**WHAT THIS TASK INVOLVES**
Each line that has the string "rules" must be copied from the records below.

(Data entries)
◇ ◇ ◇ ◇
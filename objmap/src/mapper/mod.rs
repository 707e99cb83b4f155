//! Mappers: the untyped [`ObjectMapper`] seam and the typed [`Mapper`] handle

mod composite;
mod delegate;
mod fluent;

pub use composite::{CompositeMapper, MapperPhase};
pub use delegate::FnMapper;
pub use fluent::{FromClause, MappingBuilder};

use std::borrow::Borrow;
use std::marker::PhantomData;
use std::sync::Arc;

use anyhow::anyhow;

use crate::error::{ConversionError, MapperError, Result};
use crate::reflect::{Mappable, Reflect, TypeInfo};
use crate::rules::{MappingAction, MappingRule};

/// Anything that can populate a target object from a source object
pub trait ObjectMapper: Send + Sync {
    fn source_type(&self) -> &'static TypeInfo;

    fn target_type(&self) -> &'static TypeInfo;

    /// Populate `target` from `source`
    ///
    /// Not transactional: on failure, members written before the failing rule
    /// keep their new values.
    fn map_object(&self, source: &dyn Reflect, target: &mut dyn Reflect) -> Result<()>;

    /// The composite behind this mapper, if it accepts runtime rules
    fn as_composite(&self) -> Option<&CompositeMapper> {
        None
    }
}

/// Typed handle to a resolved mapper from `S` to `T`
pub struct Mapper<S, T> {
    inner: Arc<dyn ObjectMapper>,
    _marker: PhantomData<fn(&S) -> T>,
}

impl<S, T> Clone for Mapper<S, T> {
    fn clone(&self) -> Self {
        Mapper {
            inner: Arc::clone(&self.inner),
            _marker: PhantomData,
        }
    }
}

impl<S: Mappable, T: Mappable> Mapper<S, T> {
    /// Wrap an untyped mapper, checking that it maps `S` to `T`
    pub fn from_dyn(inner: Arc<dyn ObjectMapper>) -> Result<Self> {
        if !inner.source_type().is::<S>() || !inner.target_type().is::<T>() {
            return Err(MapperError::argument(format!(
                "mapper maps {} -> {}, not {} -> {}",
                inner.source_type().name(),
                inner.target_type().name(),
                S::describe().name(),
                T::describe().name()
            )));
        }
        Ok(Mapper {
            inner,
            _marker: PhantomData,
        })
    }

    pub fn as_dyn(&self) -> &Arc<dyn ObjectMapper> {
        &self.inner
    }

    pub fn into_dyn(self) -> Arc<dyn ObjectMapper> {
        self.inner
    }

    /// Whether both handles point at the same mapper instance
    pub fn ptr_eq(&self, other: &Mapper<S, T>) -> bool {
        std::ptr::addr_eq(Arc::as_ptr(&self.inner), Arc::as_ptr(&other.inner))
    }

    /// Lifecycle phase; injected mappers count as active
    pub fn phase(&self) -> MapperPhase {
        self.inner
            .as_composite()
            .map(CompositeMapper::phase)
            .unwrap_or(MapperPhase::Active)
    }

    /// Populate an existing target
    pub fn map_into(&self, source: &S, target: &mut T) -> Result<()> {
        self.inner.map_object(source, target)
    }

    /// Populate `target` and hand it back
    pub fn map_to(&self, source: &S, mut target: T) -> Result<T> {
        self.map_into(source, &mut target)?;
        Ok(target)
    }

    /// Populate a default-constructed target
    pub fn map(&self, source: &S) -> Result<T>
    where
        T: Default,
    {
        self.map_to(source, T::default())
    }

    /// Populate a target built by `factory`
    pub fn map_with(&self, source: &S, factory: impl FnOnce() -> T) -> Result<T> {
        self.map_to(source, factory())
    }

    /// Lazily map every element, in order
    pub fn map_multiple<I>(&self, sources: I) -> impl Iterator<Item = Result<T>>
    where
        I: IntoIterator,
        I::Item: Borrow<S>,
        T: Default,
    {
        sources.into_iter().map(move |source| self.map(source.borrow()))
    }

    /// Lazily map every element into targets built by `factory`, in order
    pub fn map_multiple_with<I, F>(&self, sources: I, mut factory: F) -> impl Iterator<Item = Result<T>>
    where
        I: IntoIterator,
        I::Item: Borrow<S>,
        F: FnMut() -> T,
    {
        sources
            .into_iter()
            .map(move |source| self.map_to(source.borrow(), factory()))
    }

    /// Map on a blocking worker thread
    #[cfg(feature = "async")]
    pub async fn map_async(&self, source: S) -> Result<T>
    where
        T: Default,
    {
        let inner = Arc::clone(&self.inner);
        tokio::task::spawn_blocking(move || -> Result<T> {
            let mut target = T::default();
            inner.map_object(&source, &mut target)?;
            Ok(target)
        })
        .await
        .map_err(|e| MapperError::invalid_operation(format!("mapping task failed: {}", e)))?
    }

    fn composite(&self) -> Result<&CompositeMapper> {
        self.inner.as_composite().ok_or_else(|| {
            MapperError::invalid_operation(format!(
                "mapper for {} -> {} does not accept rules",
                S::describe().name(),
                T::describe().name()
            ))
        })
    }

    /// Register a custom action as a rule
    ///
    /// The names identify the rule in failures and decide which target
    /// member it overrides.
    pub fn add_mapping_action<F>(&self, source_name: &str, target_name: &str, action: F) -> Result<()>
    where
        F: Fn(&S, &mut T) -> anyhow::Result<()> + Send + Sync + 'static,
    {
        if source_name.trim().is_empty() {
            return Err(MapperError::argument("source member name is empty"));
        }
        if target_name.trim().is_empty() {
            return Err(MapperError::argument("target member name is empty"));
        }

        let action: MappingAction = Arc::new(move |source: &dyn Reflect, target: &mut dyn Reflect| {
            let source = source.as_any().downcast_ref::<S>().ok_or_else(|| {
                anyhow!(ConversionError::WrongObject {
                    expected: std::any::type_name::<S>(),
                    found: source.type_info().qualified_name(),
                })
            })?;
            let found = target.type_info().qualified_name();
            let target = target.as_any_mut().downcast_mut::<T>().ok_or_else(|| {
                anyhow!(ConversionError::WrongObject {
                    expected: std::any::type_name::<T>(),
                    found,
                })
            })?;
            action(source, target)
        });
        self.composite()?
            .add_rule(MappingRule::delegate(source_name, target_name, action))
    }

    /// Route a nested member through the repository's `IS -> IT` mapper
    pub fn add_inner_mapper<IS: Mappable, IT: Mappable>(
        &self,
        source_member: &str,
        target_member: &str,
    ) -> Result<()> {
        let composite = self.composite()?;
        let source = S::describe().readable_member(source_member).ok_or_else(|| {
            MapperError::argument(format!(
                "{} has no readable member '{}'",
                S::describe().name(),
                source_member
            ))
        })?;
        let target = T::describe().writable_member(target_member).ok_or_else(|| {
            MapperError::argument(format!(
                "{} has no writable member '{}'",
                T::describe().name(),
                target_member
            ))
        })?;

        let holds = |member: &crate::reflect::MemberInfo, info: &'static TypeInfo| {
            member
                .value_type()
                .associated_object()
                .is_some_and(|handle| handle.get().type_id() == info.type_id())
        };
        if !holds(source, IS::describe()) || !holds(target, IT::describe()) {
            return Err(MapperError::argument(format!(
                "{}.{} -> {}.{} does not hold {} -> {}",
                S::describe().name(),
                source_member,
                T::describe().name(),
                target_member,
                IS::describe().name(),
                IT::describe().name()
            )));
        }

        if composite.phase() == MapperPhase::Active {
            return Err(MapperError::invalid_operation(format!(
                "cannot add inner mapper {} -> {}: mapper for {} -> {} is already active",
                source_member,
                target_member,
                S::describe().name(),
                T::describe().name()
            )));
        }

        let context = composite.context();
        let repository = context.repository.upgrade().ok_or_else(|| {
            MapperError::invalid_operation("the repository that owns this mapper was dropped")
        })?;
        let inner = repository.resolve_dyn(IS::describe(), IT::describe(), &context.inclusions)?;
        composite.add_rule(MappingRule::mapper(inner, source, target))
    }

    /// Start a fluent `from(..).to(..)` registration
    pub fn add_mapping(&self) -> MappingBuilder<'_, S, T> {
        MappingBuilder::new(self)
    }
}

impl<S, T> std::fmt::Debug for Mapper<S, T> {
    fn fmt(&self, f: &mut std::fmt::Formatter<'_>) -> std::fmt::Result {
        write!(
            f,
            "Mapper({} -> {})",
            self.inner.source_type().name(),
            self.inner.target_type().name()
        )
    }
}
◇ ◇ ◇ ◇
**ANSWER FOR THE TASK**
use crate::rules::{MappingAction, MappingRule};
    /// The composite behind this mapper, if it accepts runtime rules
                "mapper for {} -> {} does not accept rules",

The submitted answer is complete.